Rafed English

Caring for Plant Roots in the Flower Garden

When gardeners admire their landscape, they don’t always make the connection between the health of the flowers and foliage above ground and the nurturing of the plant happening below the soil’s surface. However, when gardeners take the time to develop a robust root system, it will result in plants that can better withstand weather extremes and pest attacks.

Planting for Root Health

It’s unusual for a plant that appears healthy at the nursery to have an unhealthy root system, but gardeners should always inspect the root ball if possible before purchasing a new plant. The larger roots help to anchor the plant in the soil, and transport nutrients and moisture to the plant. The fine, hair-like roots have the job of absorbing nutrients and moisture from the soil. If a plant is root bound at the nursery, it will take longer to establish in the garden.

When planting new trees, shrubs, or perennial flowers in the landscape, it’s important not to over-amend the planting hole with organic materials. If the soil in the planting hole is too rich and loose compared to the surrounding soil, the roots may circle around in the planting hole, creating a root bound effect and stunting the plant’s growth. Instead, add a layer of organic compost or leaf mould around the plant as mulch, where the nutrients will gradually filter down into the soil.

Fertilize for Healthy Flower Roots

The most essential element for root development in plants is phosphorus, which is the second numeral listed on a package of fertilizer. Bone meal is the best organic source of phosphorus, and gardeners should apply this to the soil if plants exhibit bluish leaves or a stunted root system, two signs of a phosphorus deficiency.
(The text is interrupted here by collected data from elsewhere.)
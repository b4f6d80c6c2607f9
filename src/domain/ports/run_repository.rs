//! Run store port.

use async_trait::async_trait;
use uuid::Uuid;

use crate::domain::errors::DomainResult;
use crate::domain::models::{Message, Run, RunSummary, RunWithResults, TestOutcome, TestResult};

/// Durable storage for runs and their results.
///
/// Terminal writes (`complete_result`, `mark_error`, `mark_cancelled`) only
/// apply to results that are still `running`; they return whether the write
/// took effect so a result is completed exactly once.
#[async_trait]
pub trait RunRepository: Send + Sync {
    async fn create_run(&self, run: &Run) -> DomainResult<()>;

    /// Insert a `running` placeholder at the given position within its run.
    async fn create_pending_result(&self, result: &TestResult, position: usize) -> DomainResult<()>;

    async fn update_transcript(&self, result_id: Uuid, transcript: &[Message]) -> DomainResult<()>;

    async fn complete_result(&self, result_id: Uuid, outcome: &TestOutcome) -> DomainResult<bool>;

    async fn mark_error(&self, result_id: Uuid, message: &str) -> DomainResult<bool>;

    async fn mark_cancelled(&self, result_id: Uuid) -> DomainResult<bool>;

    /// Set the completion timestamp if unset.
    async fn complete_run(&self, run_id: Uuid) -> DomainResult<()>;

    async fn get_run_with_results(&self, run_id: Uuid) -> DomainResult<Option<RunWithResults>>;

    async fn get_result(&self, result_id: Uuid) -> DomainResult<Option<TestResult>>;

    /// Most recent first.
    async fn list_runs(&self, agent_id: Option<&str>, limit: usize) -> DomainResult<Vec<RunSummary>>;

    async fn delete_run(&self, run_id: Uuid) -> DomainResult<()>;
}
/// One conversational state.
#[derive(Debug, Clone, PartialEq, Serialize, Deserialize)]
pub struct Node {
    /// Unique id within the graph.
    pub id: String,
    /// Instructions for the agent while in this node. May reference snippets and variables.
    #[serde(default, alias = "prompt")]
    pub instructions: String,
    /// Tools the agent may call in this node.
    #[serde(default)]
    pub tools: Vec<ToolDefinition>,
    /// Outgoing transitions, checked in order.
    #[serde(default)]
    pub transitions: Vec<Transition>,
}

impl Node {
    /// Node with no tools and no transitions.
    pub fn new(id: impl Into<String>, instructions: impl Into<String>) -> Self {
        Self {
            id: id.into(),
            instructions: instructions.into(),
            tools: Vec::new(),
            transitions: Vec::new(),
        }
    }

    /// Add a tool.
    pub fn with_tool(mut self, tool: ToolDefinition) -> Self {
        self.tools.push(tool);
        self
    }

    /// Add an outgoing transition.
    pub fn with_transition(mut self, transition: Transition) -> Self {
        self.transitions.push(transition);
        self
    }

    /// First transition leading to `target_node_id`.
    pub fn transition_to(&self, target_node_id: &str) -> Option<&Transition> {
        self.transitions
            .iter()
            .find(|t| t.target_node_id == target_node_id)
    }

    /// Mutable variant of [`Node::transition_to`].
    pub fn transition_to_mut(&mut self, target_node_id: &str) -> Option<&mut Transition> {
        self.transitions
            .iter_mut()
            .find(|t| t.target_node_id == target_node_id)
    }
}

/// The full agent definition as a node/transition state machine.
#[derive(Debug, Clone, PartialEq, Serialize, Deserialize)]
pub struct Graph {
    /// Node the conversation starts in.
    pub entry_node_id: String,
    /// Nodes keyed by id.
    pub nodes: BTreeMap<String, Node>,
    /// Free-form metadata. Holds the general prompt under [`GENERAL_PROMPT_KEY`].
    #[serde(default)]
    pub metadata: HashMap<String, Value>,
    /// Reusable text blocks referenced from instructions as `{%name%}`.
    #[serde(default)]
    pub snippets: BTreeMap<String, String>,
}

impl Graph {
    /// Empty graph starting at `entry_node_id`.
    pub fn new(entry_node_id: impl Into<String>) -> Self {
        Self {
            entry_node_id: entry_node_id.into(),
            nodes: BTreeMap::new(),
            metadata: HashMap::new(),
            snippets: BTreeMap::new(),
        }
    }

    /// Add a node, replacing any node with the same id.
    pub fn with_node(mut self, node: Node) -> Self {
        self.nodes.insert(node.id.clone(), node);
        self
    }

    /// Add a named snippet.
    pub fn with_snippet(mut self, name: impl Into<String>, text: impl Into<String>) -> Self {
        self.snippets.insert(name.into(), text.into());
        self
    }

    /// Set the general prompt.
    pub fn with_general_prompt(mut self, text: impl Into<String>) -> Self {
        self.set_general_prompt(text);
        self
    }

    /// Node by id.
    pub fn node(&self, id: &str) -> Option<&Node> {
        self.nodes.get(id)
    }

    /// Mutable node by id.
    pub fn node_mut(&mut self, id: &str) -> Option<&mut Node> {
        self.nodes.get_mut(id)
    }

    /// True if a node with this id exists.
    pub fn contains(&self, id: &str) -> bool {
        self.nodes.contains_key(id)
    }

    /// Instruction prefix applied to every node.
    pub fn general_prompt(&self) -> Option<&str> {
        self.metadata.get(GENERAL_PROMPT_KEY).and_then(Value::as_str)
    }

    /// Replace the instruction prefix applied to every node.
    pub fn set_general_prompt(&mut self, text: impl Into<String>) {
        self.metadata
            .insert(GENERAL_PROMPT_KEY.to_string(), Value::String(text.into()));
    }

    /// Node instructions with snippets and dynamic variables substituted.
    pub fn resolve_instructions(
        &self,
        node_id: &str,
        variables: &HashMap<String, Value>,
    ) -> DomainResult<String> {
        let node = self
            .node(node_id)
            .ok_or_else(|| DomainError::MissingNode(node_id.to_string()))?;
        Ok(template::render(&node.instructions, &self.snippets, variables))
    }

    /// General prompt with snippets and dynamic variables substituted.
    pub fn resolve_general_prompt(&self, variables: &HashMap<String, Value>) -> Option<String> {
        self.general_prompt()
            .map(|text| template::render(text, &self.snippets, variables))
    }

    /// Check the load-time invariants: the entry node and every transition
    /// target exist in the node map, and node keys match node ids.
    pub fn validate(&self) -> DomainResult<()> {
        if self.nodes.is_empty() {
            return Err(DomainError::InvalidGraph("graph has no nodes".to_string()));
        }
        if !self.contains(&self.entry_node_id) {
            return Err(DomainError::InvalidGraph(format!(
                "entry node '{}' does not exist",
                self.entry_node_id
            )));
        }
        for (key, node) in &self.nodes {
            if key != &node.id {
                return Err(DomainError::InvalidGraph(format!(
                    "node stored under '{key}' has id '{}'",
                    node.id
                )));
            }
            for transition in &node.transitions {
                if !self.contains(&transition.target_node_id) {
                    return Err(DomainError::InvalidGraph(format!(
                        "transition from '{}' targets unknown node '{}'",
                        node.id, transition.target_node_id
                    )));
                }
            }
        }
        Ok(())
    }

    /// Parse a graph from JSON or YAML text without checking invariants.
    pub fn parse_unchecked(content: &str, format: GraphFormat) -> DomainResult<Self> {
        let graph = match format {
            GraphFormat::Json => serde_json::from_str(content)?,
            GraphFormat::Yaml => serde_yaml::from_str(content)?,
        };
        Ok(graph)
    }

    /// Parse and validate a graph.
    pub fn parse(content: &str, format: GraphFormat) -> DomainResult<Self> {
        let graph = Self::parse_unchecked(content, format)?;
        graph.validate()?;
        Ok(graph)
    }

    /// Load a graph file without checking invariants.
    pub fn load_unchecked(path: &Path) -> DomainResult<Self> {
        let content = std::fs::read_to_string(path).map_err(|e| {
            DomainError::InvalidGraph(format!("cannot read {}: {e}", path.display()))
        })?;
        Self::parse_unchecked(&content, GraphFormat::from_path(path))
    }

    /// Load and validate a graph file.
    pub fn load(path: &Path) -> DomainResult<Self> {
        let graph = Self::load_unchecked(path)?;
        graph.validate()?;
        Ok(graph)
    }
}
In areas with sandy, porous soil, rock phosphate may be a better choice for an organic source of phosphorus. Rock phosphate isn’t water soluble, so it endures longer in the soil than bone meal does.

Prevent Root Pests

Several pests feed exclusively on plant roots in the garden, including root maggots, nematodes, flea beetle larvae, and weevil larvae. Organic gardeners can apply parasitic nematodes to the soil to control many types of garden larvae pests. These nematodes require moisture to allow them to migrate through the soil in search of pests. Gardeners managing a grub problem can apply the spores of milky spore disease to large garden areas. Grubs typically migrate from grassy areas, so be sure to treat the lawn as well.

Prevent Root Diseases

Root rot is a general term for fungi and bacteria that infect the root system of plants and lead to wilting or plant death. The most common cause of root rot is waterlogged soil, so improving drainage prevents rot. Gardeners who battle root rot regularly due to heavy clay conditions should consider installing raised garden beds. If your garden area is in a low lying area and seems to puddle up after a rain, there are many lovely bog flowering plants that would appreciate your miniature wetland.